== Task goal ==
Please give the count of lines below with the string "SessionPhase" in them, and no other words.

== Data extract ==
§ §

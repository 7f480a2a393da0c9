//! Auth backend collaborator.
//!
//! SYSTEM CONTEXT
//! ==============
//! The session flows are generic over `AuthApi` so unit tests can drive them
//! with a scripted backend; `HttpAuthApi` is the REST implementation the
//! browser runtime uses.

#[cfg(test)]
#[path = "auth_test.rs"]
mod auth_test;

use crate::net::error::ApiError;
use crate::net::http;
use crate::net::types::{AuthResponse, Credentials, RegistrationForm, User};

pub const PROFILE_ENDPOINT: &str = "/api/auth/user/";
pub const LOGIN_ENDPOINT: &str = "/api/auth/login/";
pub const REGISTRATION_ENDPOINT: &str = "/api/auth/registration/";

/// The auth backend as seen by the session manager.
#[allow(async_fn_in_trait)]
pub trait AuthApi {
    async fn fetch_profile(&self) -> Result<User, ApiError>;
    async fn login(&self, credentials: &Credentials) -> Result<AuthResponse, ApiError>;
    async fn register(&self, form: &RegistrationForm) -> Result<AuthResponse, ApiError>;
}

/// REST implementation used by the browser runtime.
///
/// The bearer credential is attached by the shared `http` helpers from the
/// token store; this type stays stateless.
#[derive(Clone, Copy, Debug, Default)]
pub struct HttpAuthApi;

impl AuthApi for HttpAuthApi {
    async fn fetch_profile(&self) -> Result<User, ApiError> {
        http::get_json(PROFILE_ENDPOINT, "Session check failed").await
    }

    async fn login(&self, credentials: &Credentials) -> Result<AuthResponse, ApiError> {
        http::post_json(LOGIN_ENDPOINT, credentials, "Login failed").await
    }

    async fn register(&self, form: &RegistrationForm) -> Result<AuthResponse, ApiError> {
        http::post_json(REGISTRATION_ENDPOINT, form, "Registration failed").await
    }
}
//! Browser file-download glue for PDF blobs.
//!
//! SYSTEM CONTEXT
//! ==============
//! The builder and enhancer pages receive PDF bytes over authenticated
//! requests, so a plain link cannot trigger the download; the bytes are
//! wrapped in an object URL and clicked through a transient anchor.

#[cfg(test)]
#[path = "download_test.rs"]
mod download_test;

/// Build a safe lowercase `.pdf` filename from a resume title.
///
/// Every non-ASCII-alphanumeric character becomes an underscore.
pub fn download_filename(title: &str) -> String {
    let stem: String = title
        .chars()
        .map(|c| {
            if c.is_ascii_alphanumeric() {
                c.to_ascii_lowercase()
            } else {
                '_'
            }
        })
        .collect();
    format!("{stem}.pdf")
}

/// Offer `bytes` to the user as a PDF download named `filename`.
#[cfg(feature = "browser")]
pub fn save_pdf(bytes: &[u8], filename: &str) {
    use wasm_bindgen::JsCast as _;

    let array = js_sys::Array::new();
    array.push(&js_sys::Uint8Array::from(bytes).into());
    let options = web_sys::BlobPropertyBag::new();
    options.set_type("application/pdf");
    let Ok(blob) = web_sys::Blob::new_with_u8_array_sequence_and_options(&array, &options) else {
        leptos::logging::warn!("download: blob construction failed");
        return;
    };
    let Ok(url) = web_sys::Url::create_object_url_with_blob(&blob) else {
        leptos::logging::warn!("download: object URL creation failed");
        return;
    };

    if let Some(document) = web_sys::window().and_then(|w| w.document()) {
        let anchor = document
            .create_element("a")
            .ok()
            .and_then(|element| element.dyn_into::<web_sys::HtmlAnchorElement>().ok());
        if let Some(anchor) = anchor {
            anchor.set_href(&url);
            anchor.set_download(filename);
            if let Some(body) = document.body() {
                let _ = body.append_child(&anchor);
                anchor.click();
                anchor.remove();
            }
        }
    }

    let _ = web_sys::Url::revoke_object_url(&url);
}

#[cfg(not(feature = "browser"))]
pub fn save_pdf(bytes: &[u8], filename: &str) {
    let _ = (bytes, filename);
}
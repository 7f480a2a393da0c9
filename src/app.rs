//! Root application component with routing and session context.

use leptos::prelude::*;
use leptos_meta::{Stylesheet, Title, provide_meta_context};
use leptos_router::StaticSegment;
use leptos_router::components::{Route, Router, Routes};

use crate::components::navbar::Navbar;
use crate::components::protected_route::Protected;
use crate::pages::builder::ResumeBuilderPage;
use crate::pages::enhancer::ResumeEnhancerPage;
use crate::pages::home::HomePage;
use crate::pages::login::LoginPage;
use crate::pages::payment_cancel::PaymentCancelPage;
use crate::pages::payment_success::PaymentSuccessPage;
use crate::pages::pricing::PricingPage;
use crate::pages::register::RegisterPage;
use crate::session::Session;
use crate::session::guard::RouteRequirement;

/// Root application component.
///
/// Provides the session context, runs the startup token check, and declares
/// the route table with access requirements for the gated routes.
#[component]
pub fn App() -> impl IntoView {
    provide_meta_context();

    let session = Session::new();
    provide_context(session.state());
    provide_context(session.clone());

    #[cfg(feature = "browser")]
    {
        let session = session.clone();
        leptos::task::spawn_local(async move {
            session.initialize().await;
        });
    }

    view! {
        <Stylesheet id="leptos" href="/pkg/resumeai.css"/>
        <Title text="ResumeAI"/>

        <Router>
            <Navbar/>
            <main>
                <Routes fallback=|| "Page not found.".into_view()>
                    <Route path=StaticSegment("") view=HomePage/>
                    <Route path=StaticSegment("login") view=LoginPage/>
                    <Route path=StaticSegment("register") view=RegisterPage/>
                    <Route path=StaticSegment("pricing") view=PricingPage/>
                    <Route
                        path=(StaticSegment("payment"), StaticSegment("success"))
                        view=PaymentSuccessPage
                    />
                    <Route
                        path=(StaticSegment("payment"), StaticSegment("cancel"))
                        view=PaymentCancelPage
                    />
                    <Route
                        path=StaticSegment("resume-enhancer")
                        view=|| {
                            view! {
                                <Protected requirement=RouteRequirement::AUTHENTICATED>
                                    <ResumeEnhancerPage/>
                                </Protected>
                            }
                        }
                    />
                    <Route
                        path=StaticSegment("resume-builder")
                        view=|| {
                            view! {
                                <Protected requirement=RouteRequirement::PREMIUM>
                                    <ResumeBuilderPage/>
                                </Protected>
                            }
                        }
                    />
                </Routes>
            </main>
        </Router>
    }
}
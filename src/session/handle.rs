//! Clonable session handle shared through Leptos context.
//!
//! SYSTEM CONTEXT
//! ==============
//! Wraps the session manager for the browser runtime: operations run against
//! the real auth backend, and every completed operation publishes a state
//! snapshot into an `RwSignal`. Pages and the route guard subscribe to that
//! signal rather than reaching into the manager.

use std::cell::RefCell;
use std::rc::Rc;

use leptos::prelude::*;

use crate::net::auth::HttpAuthApi;
use crate::net::error::ApiError;
use crate::net::types::{Credentials, RegistrationForm, User};

use super::manager::{self, SessionManager};
use super::state::SessionState;
use super::tokens::BrowserTokenStore;

/// Handle to the process-wide session, provided via context at the app root.
#[derive(Clone)]
pub struct Session {
    manager: Rc<RefCell<SessionManager<BrowserTokenStore>>>,
    api: HttpAuthApi,
    state: RwSignal<SessionState>,
}

impl Session {
    pub fn new() -> Self {
        Self {
            manager: Rc::new(RefCell::new(SessionManager::new(BrowserTokenStore))),
            api: HttpAuthApi,
            state: RwSignal::new(SessionState::default()),
        }
    }

    /// Reactive snapshot of the session; updated after every operation.
    pub fn state(&self) -> RwSignal<SessionState> {
        self.state
    }

    /// Run the startup token check. Called once from the app root.
    pub async fn initialize(&self) {
        manager::initialize(&self.manager, &self.api).await;
        self.publish();
    }

    pub async fn login(&self, credentials: &Credentials) -> Result<User, ApiError> {
        let result = manager::login(&self.manager, &self.api, credentials).await;
        self.publish();
        result
    }

    pub async fn register(&self, form: &RegistrationForm) -> Result<User, ApiError> {
        let result = manager::register(&self.manager, &self.api, form).await;
        self.publish();
        result
    }

    /// Re-pull the user snapshot; failure demotes the session to anonymous.
    pub async fn refresh_profile(&self) -> Result<User, ApiError> {
        let result = manager::refresh_profile(&self.manager, &self.api).await;
        self.publish();
        result
    }

    /// Synchronous and unconditional; never fails.
    pub fn logout(&self) {
        self.manager.borrow_mut().logout();
        self.publish();
    }

    fn publish(&self) {
        self.state.set(self.manager.borrow().state().clone());
    }
}

impl Default for Session {
    fn default() -> Self {
        Self::new()
    }
}
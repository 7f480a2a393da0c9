use super::*;

#[test]
fn megabytes_round_to_two_decimals() {
    assert_eq!(format_megabytes(1024.0 * 1024.0), "1.00 MB");
    assert_eq!(format_megabytes(2.5 * 1024.0 * 1024.0), "2.50 MB");
}

#[test]
fn small_files_show_fractions() {
    assert_eq!(format_megabytes(512.0 * 1024.0), "0.50 MB");
}

#[test]
fn iso_timestamp_is_reduced_to_date() {
    assert_eq!(format_date("2025-11-02T10:30:00Z"), "2025-11-02");
}

#[test]
fn date_only_strings_pass_through() {
    assert_eq!(format_date("2025-11-02"), "2025-11-02");
    assert_eq!(format_date(""), "");
}
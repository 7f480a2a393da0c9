//! Session lifecycle state machine and its operation flows.
//!
//! DESIGN
//! ======
//! `SessionManager` applies synchronous transitions only, so the credential
//! pair and the in-memory user always change together in one step. The async
//! flows perform the network call first and hand the outcome to the manager
//! afterwards; overlapping submissions therefore resolve last-wins instead of
//! contending for a borrow across an await point.
//!
//! ERROR HANDLING
//! ==============
//! Every flow returns a tagged `ApiError` result; nothing panics or throws
//! past this module. A failed startup check or profile refresh demotes the
//! session to anonymous and clears stored tokens (fail closed).

#[cfg(test)]
#[path = "manager_test.rs"]
mod manager_test;

use std::cell::RefCell;

use crate::net::auth::AuthApi;
use crate::net::error::ApiError;
use crate::net::types::{AuthResponse, Credentials, RegistrationForm, User};

use super::state::{SessionPhase, SessionState};
use super::tokens::{TokenPair, TokenStore};

/// Owner of the process-wide session state.
pub struct SessionManager<S: TokenStore> {
    tokens: S,
    state: SessionState,
}

impl<S: TokenStore> SessionManager<S> {
    pub fn new(tokens: S) -> Self {
        Self {
            tokens,
            state: SessionState::default(),
        }
    }

    /// Current state snapshot.
    pub fn state(&self) -> &SessionState {
        &self.state
    }

    /// Enter `Checking` and report whether stored credentials exist.
    ///
    /// With no stored pair the session resolves straight to `Anonymous` and
    /// the caller must not issue a profile fetch.
    pub fn begin_check(&mut self) -> bool {
        self.state.phase = SessionPhase::Checking;
        if self.tokens.load().is_some() {
            true
        } else {
            self.state.phase = SessionPhase::Anonymous;
            false
        }
    }

    /// Resolve the startup check with the profile-fetch outcome.
    pub fn complete_check(&mut self, outcome: Result<User, ApiError>) {
        match outcome {
            Ok(user) => {
                self.state.user = Some(user);
                self.state.phase = SessionPhase::Authenticated;
            }
            // Stale tokens must not linger against an anonymous session.
            Err(_) => self.logout(),
        }
    }

    /// Apply a login outcome; tokens and user land in one synchronous step.
    pub fn complete_login(
        &mut self,
        outcome: Result<AuthResponse, ApiError>,
    ) -> Result<User, ApiError> {
        self.complete_auth(outcome)
    }

    /// Apply a registration outcome.
    pub fn complete_register(
        &mut self,
        outcome: Result<AuthResponse, ApiError>,
    ) -> Result<User, ApiError> {
        self.complete_auth(outcome)
    }

    fn complete_auth(
        &mut self,
        outcome: Result<AuthResponse, ApiError>,
    ) -> Result<User, ApiError> {
        let response = outcome?;
        self.tokens.save(&TokenPair {
            access: response.access_token,
            refresh: response.refresh_token,
        });
        self.state.user = Some(response.user.clone());
        self.state.phase = SessionPhase::Authenticated;
        Ok(response.user)
    }

    /// Apply a profile-refresh outcome.
    ///
    /// Success replaces the user wholesale; failure demotes to `Anonymous`.
    pub fn complete_refresh(&mut self, outcome: Result<User, ApiError>) -> Result<User, ApiError> {
        match outcome {
            Ok(user) => {
                self.state.user = Some(user.clone());
                self.state.phase = SessionPhase::Authenticated;
                Ok(user)
            }
            Err(err) => {
                self.logout();
                Err(err)
            }
        }
    }

    /// Drop credentials and identity unconditionally. Idempotent.
    pub fn logout(&mut self) {
        self.tokens.clear();
        self.state.user = None;
        self.state.phase = SessionPhase::Anonymous;
    }
}

/// Resolve the startup token check against the auth backend.
pub async fn initialize<S: TokenStore, A: AuthApi>(manager: &RefCell<SessionManager<S>>, api: &A) {
    if !manager.borrow_mut().begin_check() {
        return;
    }
    let outcome = api.fetch_profile().await;
    manager.borrow_mut().complete_check(outcome);
}

/// Exchange credentials for a fresh token pair and user snapshot.
pub async fn login<S: TokenStore, A: AuthApi>(
    manager: &RefCell<SessionManager<S>>,
    api: &A,
    credentials: &Credentials,
) -> Result<User, ApiError> {
    let outcome = api.login(credentials).await;
    manager.borrow_mut().complete_login(outcome)
}

/// Create an account and open a session in one step.
pub async fn register<S: TokenStore, A: AuthApi>(
    manager: &RefCell<SessionManager<S>>,
    api: &A,
    form: &RegistrationForm,
) -> Result<User, ApiError> {
    let outcome = api.register(form).await;
    manager.borrow_mut().complete_register(outcome)
}

/// Re-pull the user snapshot, e.g. after billing changed entitlement.
pub async fn refresh_profile<S: TokenStore, A: AuthApi>(
    manager: &RefCell<SessionManager<S>>,
    api: &A,
) -> Result<User, ApiError> {
    let outcome = api.fetch_profile().await;
    manager.borrow_mut().complete_refresh(outcome)
}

§ §

== Solution to this problem ==
7